[Collected data entries]
* * * * * * * * *
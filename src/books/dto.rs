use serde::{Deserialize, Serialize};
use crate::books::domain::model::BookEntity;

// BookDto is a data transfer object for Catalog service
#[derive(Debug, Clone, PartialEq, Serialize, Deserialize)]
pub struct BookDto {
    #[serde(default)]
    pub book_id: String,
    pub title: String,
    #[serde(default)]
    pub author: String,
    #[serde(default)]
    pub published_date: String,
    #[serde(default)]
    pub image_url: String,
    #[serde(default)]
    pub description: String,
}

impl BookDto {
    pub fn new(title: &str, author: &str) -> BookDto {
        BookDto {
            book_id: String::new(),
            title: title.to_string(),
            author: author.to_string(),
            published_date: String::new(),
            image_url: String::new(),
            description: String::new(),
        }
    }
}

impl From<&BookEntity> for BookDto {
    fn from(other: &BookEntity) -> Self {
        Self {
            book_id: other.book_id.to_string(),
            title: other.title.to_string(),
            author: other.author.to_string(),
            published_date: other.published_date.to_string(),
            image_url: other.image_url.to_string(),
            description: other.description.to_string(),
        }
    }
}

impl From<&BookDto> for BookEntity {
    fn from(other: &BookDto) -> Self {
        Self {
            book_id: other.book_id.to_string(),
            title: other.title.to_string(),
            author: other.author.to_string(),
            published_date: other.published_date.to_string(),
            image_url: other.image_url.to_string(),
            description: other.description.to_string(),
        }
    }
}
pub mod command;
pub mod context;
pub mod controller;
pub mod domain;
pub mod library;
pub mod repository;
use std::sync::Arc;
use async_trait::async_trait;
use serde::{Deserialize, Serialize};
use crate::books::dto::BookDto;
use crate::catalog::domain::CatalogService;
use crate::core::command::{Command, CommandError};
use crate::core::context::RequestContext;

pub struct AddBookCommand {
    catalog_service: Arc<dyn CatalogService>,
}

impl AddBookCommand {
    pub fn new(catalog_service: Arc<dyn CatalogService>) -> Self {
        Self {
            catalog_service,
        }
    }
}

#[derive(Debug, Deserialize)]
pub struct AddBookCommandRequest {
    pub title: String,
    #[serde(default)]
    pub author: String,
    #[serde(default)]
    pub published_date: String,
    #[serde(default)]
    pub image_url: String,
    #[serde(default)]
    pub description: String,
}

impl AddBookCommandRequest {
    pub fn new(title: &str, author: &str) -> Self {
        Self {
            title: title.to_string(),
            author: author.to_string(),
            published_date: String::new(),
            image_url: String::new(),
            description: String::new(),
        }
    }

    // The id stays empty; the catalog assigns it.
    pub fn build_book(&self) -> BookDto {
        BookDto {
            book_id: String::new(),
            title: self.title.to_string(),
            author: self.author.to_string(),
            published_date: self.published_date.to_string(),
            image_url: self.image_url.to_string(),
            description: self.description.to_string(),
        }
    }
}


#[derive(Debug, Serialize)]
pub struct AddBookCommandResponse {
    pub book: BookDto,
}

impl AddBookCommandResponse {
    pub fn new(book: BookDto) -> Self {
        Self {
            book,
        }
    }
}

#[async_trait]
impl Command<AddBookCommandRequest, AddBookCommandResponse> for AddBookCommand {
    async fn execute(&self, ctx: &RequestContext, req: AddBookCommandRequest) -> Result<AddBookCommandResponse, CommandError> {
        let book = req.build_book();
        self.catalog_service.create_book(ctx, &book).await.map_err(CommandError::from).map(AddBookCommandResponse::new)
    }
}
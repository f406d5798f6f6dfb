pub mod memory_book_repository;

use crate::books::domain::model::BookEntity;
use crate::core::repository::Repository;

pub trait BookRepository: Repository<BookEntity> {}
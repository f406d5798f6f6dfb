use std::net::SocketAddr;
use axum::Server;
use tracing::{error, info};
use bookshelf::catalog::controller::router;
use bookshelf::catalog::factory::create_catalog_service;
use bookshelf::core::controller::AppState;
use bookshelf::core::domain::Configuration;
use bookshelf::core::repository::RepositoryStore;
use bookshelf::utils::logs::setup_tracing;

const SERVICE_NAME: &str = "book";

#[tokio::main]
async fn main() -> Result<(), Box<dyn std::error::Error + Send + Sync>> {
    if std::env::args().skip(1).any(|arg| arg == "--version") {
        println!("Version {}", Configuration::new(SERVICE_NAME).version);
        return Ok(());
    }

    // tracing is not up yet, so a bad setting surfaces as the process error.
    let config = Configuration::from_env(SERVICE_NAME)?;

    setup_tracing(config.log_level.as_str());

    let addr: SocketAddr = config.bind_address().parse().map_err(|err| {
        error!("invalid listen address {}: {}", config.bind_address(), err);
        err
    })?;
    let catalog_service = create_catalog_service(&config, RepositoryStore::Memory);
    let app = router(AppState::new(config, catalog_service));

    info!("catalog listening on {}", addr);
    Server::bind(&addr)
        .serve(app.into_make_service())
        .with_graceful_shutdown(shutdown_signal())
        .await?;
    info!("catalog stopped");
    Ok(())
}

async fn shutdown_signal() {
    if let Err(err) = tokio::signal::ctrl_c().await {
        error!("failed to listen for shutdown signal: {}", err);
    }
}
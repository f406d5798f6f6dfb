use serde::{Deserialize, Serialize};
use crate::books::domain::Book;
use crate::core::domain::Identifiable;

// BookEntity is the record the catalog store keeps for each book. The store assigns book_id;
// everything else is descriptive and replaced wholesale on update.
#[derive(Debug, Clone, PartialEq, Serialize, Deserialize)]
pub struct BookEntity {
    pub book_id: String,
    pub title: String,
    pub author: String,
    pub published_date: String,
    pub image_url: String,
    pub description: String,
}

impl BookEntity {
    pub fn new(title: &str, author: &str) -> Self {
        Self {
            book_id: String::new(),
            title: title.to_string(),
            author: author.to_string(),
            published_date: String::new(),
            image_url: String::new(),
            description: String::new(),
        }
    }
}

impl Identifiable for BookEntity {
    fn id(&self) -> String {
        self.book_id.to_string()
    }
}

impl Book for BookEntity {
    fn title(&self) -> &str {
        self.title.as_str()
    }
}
* * * * * * * * *
◆ **TASK**:
Nothing in the entries may be left out; each line is to be output exactly.

◆ **RESPONSE**:
filename src/books/dto.rs
use serde::{Deserialize, Serialize};
use crate::books::domain::model::BookEntity;

// BookDto is a data transfer object for Catalog service
#[derive(Debug, Clone, PartialEq, Serialize, Deserialize)]
pub struct BookDto {
    #[serde(default)]
    pub book_id: String,
    pub title: String,
    #[serde(default)]
    pub author: String,
    #[serde(default)]
    pub published_date: String,
    #[serde(default)]
    pub image_url: String,
    #[serde(default)]
    pub description: String,
}

impl BookDto {
    pub fn new(title: &str, author: &str) -> BookDto {
        BookDto {
            book_id: String::new(),
            title: title.to_string(),
            author: author.to_string(),
            published_date: String::new(),
            image_url: String::new(),
            description: String::new(),
        }
    }
}

impl From<&BookEntity> for BookDto {
    fn from(other: &BookEntity) -> Self {
        Self {
            book_id: other.book_id.to_string(),
            title: other.title.to_string(),
            author: other.author.to_string(),
            published_date: other.published_date.to_string(),
            image_url: other.image_url.to_string(),
            description: other.description.to_string(),
        }
    }
}

impl From<&BookDto> for BookEntity {
    fn from(other: &BookDto) -> Self {
        Self {
            book_id: other.book_id.to_string(),
            title: other.title.to_string(),
            author: other.author.to_string(),
            published_date: other.published_date.to_string(),
            image_url: other.image_url.to_string(),
            description: other.description.to_string(),
        }
    }
}
pub mod command;
pub mod context;
pub mod controller;
pub mod domain;
pub mod library;
pub mod repository;
use std::sync::Arc;
use async_trait::async_trait;
use serde::{Deserialize, Serialize};
use crate::books::dto::BookDto;
use crate::catalog::domain::CatalogService;
use crate::core::command::{Command, CommandError};
use crate::core::context::RequestContext;

pub struct AddBookCommand {
    catalog_service: Arc<dyn CatalogService>,
}

impl AddBookCommand {
    pub fn new(catalog_service: Arc<dyn CatalogService>) -> Self {
        Self {
            catalog_service,
        }
    }
}

#[derive(Debug, Deserialize)]
pub struct AddBookCommandRequest {
    pub title: String,
    #[serde(default)]
    pub author: String,
    #[serde(default)]
    pub published_date: String,
    #[serde(default)]
    pub image_url: String,
    #[serde(default)]
    pub description: String,
}

impl AddBookCommandRequest {
    pub fn new(title: &str, author: &str) -> Self {
        Self {
            title: title.to_string(),
            author: author.to_string(),
            published_date: String::new(),
            image_url: String::new(),
            description: String::new(),
        }
    }

    // The id stays empty; the catalog assigns it.
    pub fn build_book(&self) -> BookDto {
        BookDto {
            book_id: String::new(),
            title: self.title.to_string(),
            author: self.author.to_string(),
            published_date: self.published_date.to_string(),
            image_url: self.image_url.to_string(),
            description: self.description.to_string(),
        }
    }
}


#[derive(Debug, Serialize)]
pub struct AddBookCommandResponse {
    pub book: BookDto,
}

impl AddBookCommandResponse {
    pub fn new(book: BookDto) -> Self {
        Self {
            book,
        }
    }
}

#[async_trait]
impl Command<AddBookCommandRequest, AddBookCommandResponse> for AddBookCommand {
    async fn execute(&self, ctx: &RequestContext, req: AddBookCommandRequest) -> Result<AddBookCommandResponse, CommandError> {
        let book = req.build_book();
        self.catalog_service.create_book(ctx, &book).await.map_err(CommandError::from).map(AddBookCommandResponse::new)
    }
}
repository f406d5798f6f6dfb
pub mod memory_book_repository;

use crate::books::domain::model::BookEntity;
use crate::core::repository::Repository;

pub trait BookRepository: Repository<BookEntity> {}
repository f406d5798f6f6dfb
use std::net::SocketAddr;
use axum::Server;
use tracing::{error, info};
use bookshelf::catalog::controller::router;
use bookshelf::catalog::factory::create_catalog_service;
use bookshelf::core::controller::AppState;
use bookshelf::core::domain::Configuration;
use bookshelf::core::repository::RepositoryStore;
use bookshelf::utils::logs::setup_tracing;

const SERVICE_NAME: &str = "book";

#[tokio::main]
async fn main() -> Result<(), Box<dyn std::error::Error + Send + Sync>> {
    if std::env::args().skip(1).any(|arg| arg == "--version") {
        println!("Version {}", Configuration::new(SERVICE_NAME).version);
        return Ok(());
    }

    // tracing is not up yet, so a bad setting surfaces as the process error.
    let config = Configuration::from_env(SERVICE_NAME)?;

    setup_tracing(config.log_level.as_str());

    let addr: SocketAddr = config.bind_address().parse().map_err(|err| {
        error!("invalid listen address {}: {}", config.bind_address(), err);
        err
    })?;
    let catalog_service = create_catalog_service(&config, RepositoryStore::Memory);
    let app = router(AppState::new(config, catalog_service));

    info!("catalog listening on {}", addr);
    Server::bind(&addr)
        .serve(app.into_make_service())
        .with_graceful_shutdown(shutdown_signal())
        .await?;
    info!("catalog stopped");
    Ok(())
}

async fn shutdown_signal() {
    if let Err(err) = tokio::signal::ctrl_c().await {
        error!("failed to listen for shutdown signal: {}", err);
    }
}
repository f406d5798f6f6dfb
use serde::{Deserialize, Serialize};
use crate::books::domain::Book;
use crate::core::domain::Identifiable;

// BookEntity is the record the catalog store keeps for each book. The store assigns book_id;
// everything else is descriptive and replaced wholesale on update.
#[derive(Debug, Clone, PartialEq, Serialize, Deserialize)]
pub struct BookEntity {
    pub book_id: String,
    pub title: String,
    pub author: String,
    pub published_date: String,
    pub image_url: String,
    pub description: String,
}

impl BookEntity {
    pub fn new(title: &str, author: &str) -> Self {
        Self {
            book_id: String::new(),
            title: title.to_string(),
            author: author.to_string(),
            published_date: String::new(),
            image_url: String::new(),
            description: String::new(),
        }
    }
}

impl Identifiable for BookEntity {
    fn id(&self) -> String {
        self.book_id.to_string()
    }
}

impl Book for BookEntity {
    fn title(&self) -> &str {
        self.title.as_str()
    }
}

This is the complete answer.